• **DIRECTIONS**: What follows is a listing; give it again exactly, in its entirety.
——
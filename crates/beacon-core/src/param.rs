// Copyright (c) 2025 Geoffrey Huntley <ghuntley@ghuntley.com>. All rights reserved.
// SPDX-License-Identifier: Proprietary

//! The closed set of wire parameters understood by the collection endpoint.
//!
//! Every parameter carries a short wire name (e.g. `ClientId` is sent as
//! `cid`). Custom dimensions and metrics are not parameters; they are
//! namespaced separately as `cd<N>` / `cm<N>` by the merge engine.

/// A named analytics parameter with a fixed wire name.
#[derive(Debug, Clone, Copy, PartialEq, Eq, Hash, PartialOrd, Ord)]
pub enum Param {
	// General
	ProtocolVersion,
	TrackingId,
	AnonymizeIp,
	QueueTime,
	CacheBuster,

	// User
	ClientId,
	UserId,
	SessionControl,
	UserIp,
	UserAgent,

	// Traffic sources
	DocumentReferrer,
	CampaignName,
	CampaignSource,
	CampaignMedium,
	CampaignKeyword,
	CampaignContent,
	CampaignId,
	AdwordsId,
	DisplayAdsId,

	// System info
	ScreenResolution,
	ViewportSize,
	DocumentEncoding,
	ScreenColors,
	UserLanguage,
	JavaEnabled,
	FlashVersion,

	// Hit
	HitType,
	NonInteractionHit,

	// Content information
	DocumentUrl,
	DocumentHostName,
	DocumentPath,
	DocumentTitle,
	ScreenName,
	LinkId,

	// App tracking
	ApplicationName,
	ApplicationVersion,
	ApplicationId,

	// Event tracking
	EventCategory,
	EventAction,
	EventLabel,
	EventValue,

	// E-commerce
	TransactionId,
	TransactionAffiliation,
	TransactionRevenue,
	TransactionShipping,
	TransactionTax,
	ItemName,
	ItemPrice,
	ItemQuantity,
	ItemCode,
	ItemCategory,
	CurrencyCode,

	// Social interactions
	SocialNetwork,
	SocialAction,
	SocialActionTarget,

	// Timing
	UserTimingCategory,
	UserTimingVariableName,
	UserTimingTime,
	UserTimingLabel,
	PageLoadTime,
	DnsTime,
	PageDownloadTime,
	RedirectResponseTime,
	TcpConnectTime,
	ServerResponseTime,

	// Exceptions
	ExceptionDescription,
	IsExceptionFatal,

	// Experiments
	ExperimentId,
	ExperimentVariant,
}

impl Param {
	/// Every parameter, in declaration order.
	pub const ALL: &'static [Param] = &[
		Param::ProtocolVersion,
		Param::TrackingId,
		Param::AnonymizeIp,
		Param::QueueTime,
		Param::CacheBuster,
		Param::ClientId,
		Param::UserId,
		Param::SessionControl,
		Param::UserIp,
		Param::UserAgent,
		Param::DocumentReferrer,
		Param::CampaignName,
		Param::CampaignSource,
		Param::CampaignMedium,
		Param::CampaignKeyword,
		Param::CampaignContent,
		Param::CampaignId,
		Param::AdwordsId,
		Param::DisplayAdsId,
		Param::ScreenResolution,
		Param::ViewportSize,
		Param::DocumentEncoding,
		Param::ScreenColors,
		Param::UserLanguage,
		Param::JavaEnabled,
		Param::FlashVersion,
		Param::HitType,
		Param::NonInteractionHit,
		Param::DocumentUrl,
		Param::DocumentHostName,
		Param::DocumentPath,
		Param::DocumentTitle,
		Param::ScreenName,
		Param::LinkId,
		Param::ApplicationName,
		Param::ApplicationVersion,
		Param::ApplicationId,
		Param::EventCategory,
		Param::EventAction,
		Param::EventLabel,
		Param::EventValue,
		Param::TransactionId,
		Param::TransactionAffiliation,
		Param::TransactionRevenue,
		Param::TransactionShipping,
		Param::TransactionTax,
		Param::ItemName,
		Param::ItemPrice,
		Param::ItemQuantity,
		Param::ItemCode,
		Param::ItemCategory,
		Param::CurrencyCode,
		Param::SocialNetwork,
		Param::SocialAction,
		Param::SocialActionTarget,
		Param::UserTimingCategory,
		Param::UserTimingVariableName,
		Param::UserTimingTime,
		Param::UserTimingLabel,
		Param::PageLoadTime,
		Param::DnsTime,
		Param::PageDownloadTime,
		Param::RedirectResponseTime,
		Param::TcpConnectTime,
		Param::ServerResponseTime,
		Param::ExceptionDescription,
		Param::IsExceptionFatal,
		Param::ExperimentId,
		Param::ExperimentVariant,
	];

	/// Returns the short wire name this parameter is posted under.
	pub fn wire_name(self) -> &'static str {
		match self {
			Param::ProtocolVersion => "v",
			Param::TrackingId => "tid",
			Param::AnonymizeIp => "aip",
			Param::QueueTime => "qt",
			Param::CacheBuster => "z",
			Param::ClientId => "cid",
			Param::UserId => "uid",
			Param::SessionControl => "sc",
			Param::UserIp => "uip",
			Param::UserAgent => "ua",
			Param::DocumentReferrer => "dr",
			Param::CampaignName => "cn",
			Param::CampaignSource => "cs",
			Param::CampaignMedium => "cm",
			Param::CampaignKeyword => "ck",
			Param::CampaignContent => "cc",
			Param::CampaignId => "ci",
			Param::AdwordsId => "gclid",
			Param::DisplayAdsId => "dclid",
			Param::ScreenResolution => "sr",
			Param::ViewportSize => "vp",
			Param::DocumentEncoding => "de",
			Param::ScreenColors => "sd",
			Param::UserLanguage => "ul",
			Param::JavaEnabled => "je",
			Param::FlashVersion => "fl",
			Param::HitType => "t",
			Param::NonInteractionHit => "ni",
			Param::DocumentUrl => "dl",
			Param::DocumentHostName => "dh",
			Param::DocumentPath => "dp",
			Param::DocumentTitle => "dt",
			Param::ScreenName => "cd",
			Param::LinkId => "linkid",
			Param::ApplicationName => "an",
			Param::ApplicationVersion => "av",
			Param::ApplicationId => "aid",
			Param::EventCategory => "ec",
			Param::EventAction => "ea",
			Param::EventLabel => "el",
			Param::EventValue => "ev",
			Param::TransactionId => "ti",
			Param::TransactionAffiliation => "ta",
			Param::TransactionRevenue => "tr",
			Param::TransactionShipping => "ts",
			Param::TransactionTax => "tt",
			Param::ItemName => "in",
			Param::ItemPrice => "ip",
			Param::ItemQuantity => "iq",
			Param::ItemCode => "ic",
			Param::ItemCategory => "iv",
			Param::CurrencyCode => "cu",
			Param::SocialNetwork => "sn",
			Param::SocialAction => "sa",
			Param::SocialActionTarget => "st",
			Param::UserTimingCategory => "utc",
			Param::UserTimingVariableName => "utv",
			Param::UserTimingTime => "utt",
			Param::UserTimingLabel => "utl",
			Param::PageLoadTime => "plt",
			Param::DnsTime => "dns",
			Param::PageDownloadTime => "pdt",
			Param::RedirectResponseTime => "rrt",
			Param::TcpConnectTime => "tcp",
			Param::ServerResponseTime => "srt",
			Param::ExceptionDescription => "exd",
			Param::IsExceptionFatal => "exf",
			Param::ExperimentId => "xid",
			Param::ExperimentVariant => "xvar",
		}
	}
}

impl std::fmt::Display for Param {
	fn fmt(&self, f: &mut std::fmt::Formatter<'_>) -> std::fmt::Result {
		f.write_str(self.wire_name())
	}
}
——
• **SOLUTION TO THIS EXERCISE**:
filename crates/beacon-core/src/param.rs
// Copyright (c) 2025 Geoffrey Huntley <ghuntley@ghuntley.com>. All rights reserved.
// SPDX-License-Identifier: Proprietary

//! The closed set of wire parameters understood by the collection endpoint.
//!
//! Every parameter carries a short wire name (e.g. `ClientId` is sent as
//! `cid`). Custom dimensions and metrics are not parameters; they are
//! namespaced separately as `cd<N>` / `cm<N>` by the merge engine.

/// A named analytics parameter with a fixed wire name.
#[derive(Debug, Clone, Copy, PartialEq, Eq, Hash, PartialOrd, Ord)]
pub enum Param {
	// General
	ProtocolVersion,
	TrackingId,
	AnonymizeIp,
	QueueTime,
	CacheBuster,

	// User
	ClientId,
	UserId,
	SessionControl,
	UserIp,
	UserAgent,

	// Traffic sources
	DocumentReferrer,
	CampaignName,
	CampaignSource,
	CampaignMedium,
	CampaignKeyword,
	CampaignContent,
	CampaignId,
	AdwordsId,
	DisplayAdsId,

	// System info
	ScreenResolution,
	ViewportSize,
	DocumentEncoding,
	ScreenColors,
	UserLanguage,
	JavaEnabled,
	FlashVersion,

	// Hit
	HitType,
	NonInteractionHit,

	// Content information
	DocumentUrl,
	DocumentHostName,
	DocumentPath,
	DocumentTitle,
	ScreenName,
	LinkId,

	// App tracking
	ApplicationName,
	ApplicationVersion,
	ApplicationId,

	// Event tracking
	EventCategory,
	EventAction,
	EventLabel,
	EventValue,

	// E-commerce
	TransactionId,
	TransactionAffiliation,
	TransactionRevenue,
	TransactionShipping,
	TransactionTax,
	ItemName,
	ItemPrice,
	ItemQuantity,
	ItemCode,
	ItemCategory,
	CurrencyCode,

	// Social interactions
	SocialNetwork,
	SocialAction,
	SocialActionTarget,

	// Timing
	UserTimingCategory,
	UserTimingVariableName,
	UserTimingTime,
	UserTimingLabel,
	PageLoadTime,
	DnsTime,
	PageDownloadTime,
	RedirectResponseTime,
	TcpConnectTime,
	ServerResponseTime,

	// Exceptions
	ExceptionDescription,
	IsExceptionFatal,

	// Experiments
	ExperimentId,
	ExperimentVariant,
}

impl Param {
	/// Every parameter, in declaration order.
	pub const ALL: &'static [Param] = &[
		Param::ProtocolVersion,
		Param::TrackingId,
		Param::AnonymizeIp,
		Param::QueueTime,
		Param::CacheBuster,
		Param::ClientId,
		Param::UserId,
		Param::SessionControl,
		Param::UserIp,
		Param::UserAgent,
		Param::DocumentReferrer,
		Param::CampaignName,
		Param::CampaignSource,
		Param::CampaignMedium,
		Param::CampaignKeyword,
		Param::CampaignContent,
		Param::CampaignId,
		Param::AdwordsId,
		Param::DisplayAdsId,
		Param::ScreenResolution,
		Param::ViewportSize,
		Param::DocumentEncoding,
		Param::ScreenColors,
		Param::UserLanguage,
		Param::JavaEnabled,
		Param::FlashVersion,
		Param::HitType,
		Param::NonInteractionHit,
		Param::DocumentUrl,
		Param::DocumentHostName,
		Param::DocumentPath,
		Param::DocumentTitle,
		Param::ScreenName,
		Param::LinkId,
		Param::ApplicationName,
		Param::ApplicationVersion,
		Param::ApplicationId,
		Param::EventCategory,
		Param::EventAction,
		Param::EventLabel,
		Param::EventValue,
		Param::TransactionId,
		Param::TransactionAffiliation,
		Param::TransactionRevenue,
		Param::TransactionShipping,
		Param::TransactionTax,
		Param::ItemName,
		Param::ItemPrice,
		Param::ItemQuantity,
		Param::ItemCode,
		Param::ItemCategory,
		Param::CurrencyCode,
		Param::SocialNetwork,
		Param::SocialAction,
		Param::SocialActionTarget,
		Param::UserTimingCategory,
		Param::UserTimingVariableName,
		Param::UserTimingTime,
		Param::UserTimingLabel,
		Param::PageLoadTime,
		Param::DnsTime,
		Param::PageDownloadTime,
		Param::RedirectResponseTime,
		Param::TcpConnectTime,
		Param::ServerResponseTime,
		Param::ExceptionDescription,
		Param::IsExceptionFatal,
		Param::ExperimentId,
		Param::ExperimentVariant,
	];

	/// Returns the short wire name this parameter is posted under.
	pub fn wire_name(self) -> &'static str {
		match self {
			Param::ProtocolVersion => "v",
			Param::TrackingId => "tid",
			Param::AnonymizeIp => "aip",
			Param::QueueTime => "qt",
			Param::CacheBuster => "z",
			Param::ClientId => "cid",
			Param::UserId => "uid",
			Param::SessionControl => "sc",
			Param::UserIp => "uip",
			Param::UserAgent => "ua",
			Param::DocumentReferrer => "dr",
			Param::CampaignName => "cn",
			Param::CampaignSource => "cs",
			Param::CampaignMedium => "cm",
			Param::CampaignKeyword => "ck",
			Param::CampaignContent => "cc",
			Param::CampaignId => "ci",
			Param::AdwordsId => "gclid",
			Param::DisplayAdsId => "dclid",
			Param::ScreenResolution => "sr",
			Param::ViewportSize => "vp",
			Param::DocumentEncoding => "de",
			Param::ScreenColors => "sd",
			Param::UserLanguage => "ul",
			Param::JavaEnabled => "je",
			Param::FlashVersion => "fl",
			Param::HitType => "t",
			Param::NonInteractionHit => "ni",
			Param::DocumentUrl => "dl",
			Param::DocumentHostName => "dh",
			Param::DocumentPath => "dp",
			Param::DocumentTitle => "dt",
			Param::ScreenName => "cd",
			Param::LinkId => "linkid",
			Param::ApplicationName => "an",
			Param::ApplicationVersion => "av",
			Param::ApplicationId => "aid",
			Param::EventCategory => "ec",
			Param::EventAction => "ea",
			Param::EventLabel => "el",
			Param::EventValue => "ev",
			Param::TransactionId => "ti",
			Param::TransactionAffiliation => "ta",
			Param::TransactionRevenue => "tr",
			Param::TransactionShipping => "ts",
			Param::TransactionTax => "tt",
			Param::ItemName => "in",
			Param::ItemPrice => "ip",
			Param::ItemQuantity => "iq",
			Param::ItemCode => "ic",
			Param::ItemCategory => "iv",
			Param::CurrencyCode => "cu",
			Param::SocialNetwork => "sn",
			Param::SocialAction => "sa",
			Param::SocialActionTarget => "st",
			Param::UserTimingCategory => "utc",
			Param::UserTimingVariableName => "utv",
			Param::UserTimingTime => "utt",
			Param::UserTimingLabel => "utl",
			Param::PageLoadTime => "plt",
			Param::DnsTime => "dns",
			Param::PageDownloadTime => "pdt",
			Param::RedirectResponseTime => "rrt",
			Param::TcpConnectTime => "tcp",
			Param::ServerResponseTime => "srt",
			Param::ExceptionDescription => "exd",
			Param::IsExceptionFatal => "exf",
			Param::ExperimentId => "xid",
			Param::ExperimentVariant => "xvar",
		}
	}
}

impl std::fmt::Display for Param {
	fn fmt(&self, f: &mut std::fmt::Formatter<'_>) -> std::fmt::Result {
		f.write_str(self.wire_name())
	}
}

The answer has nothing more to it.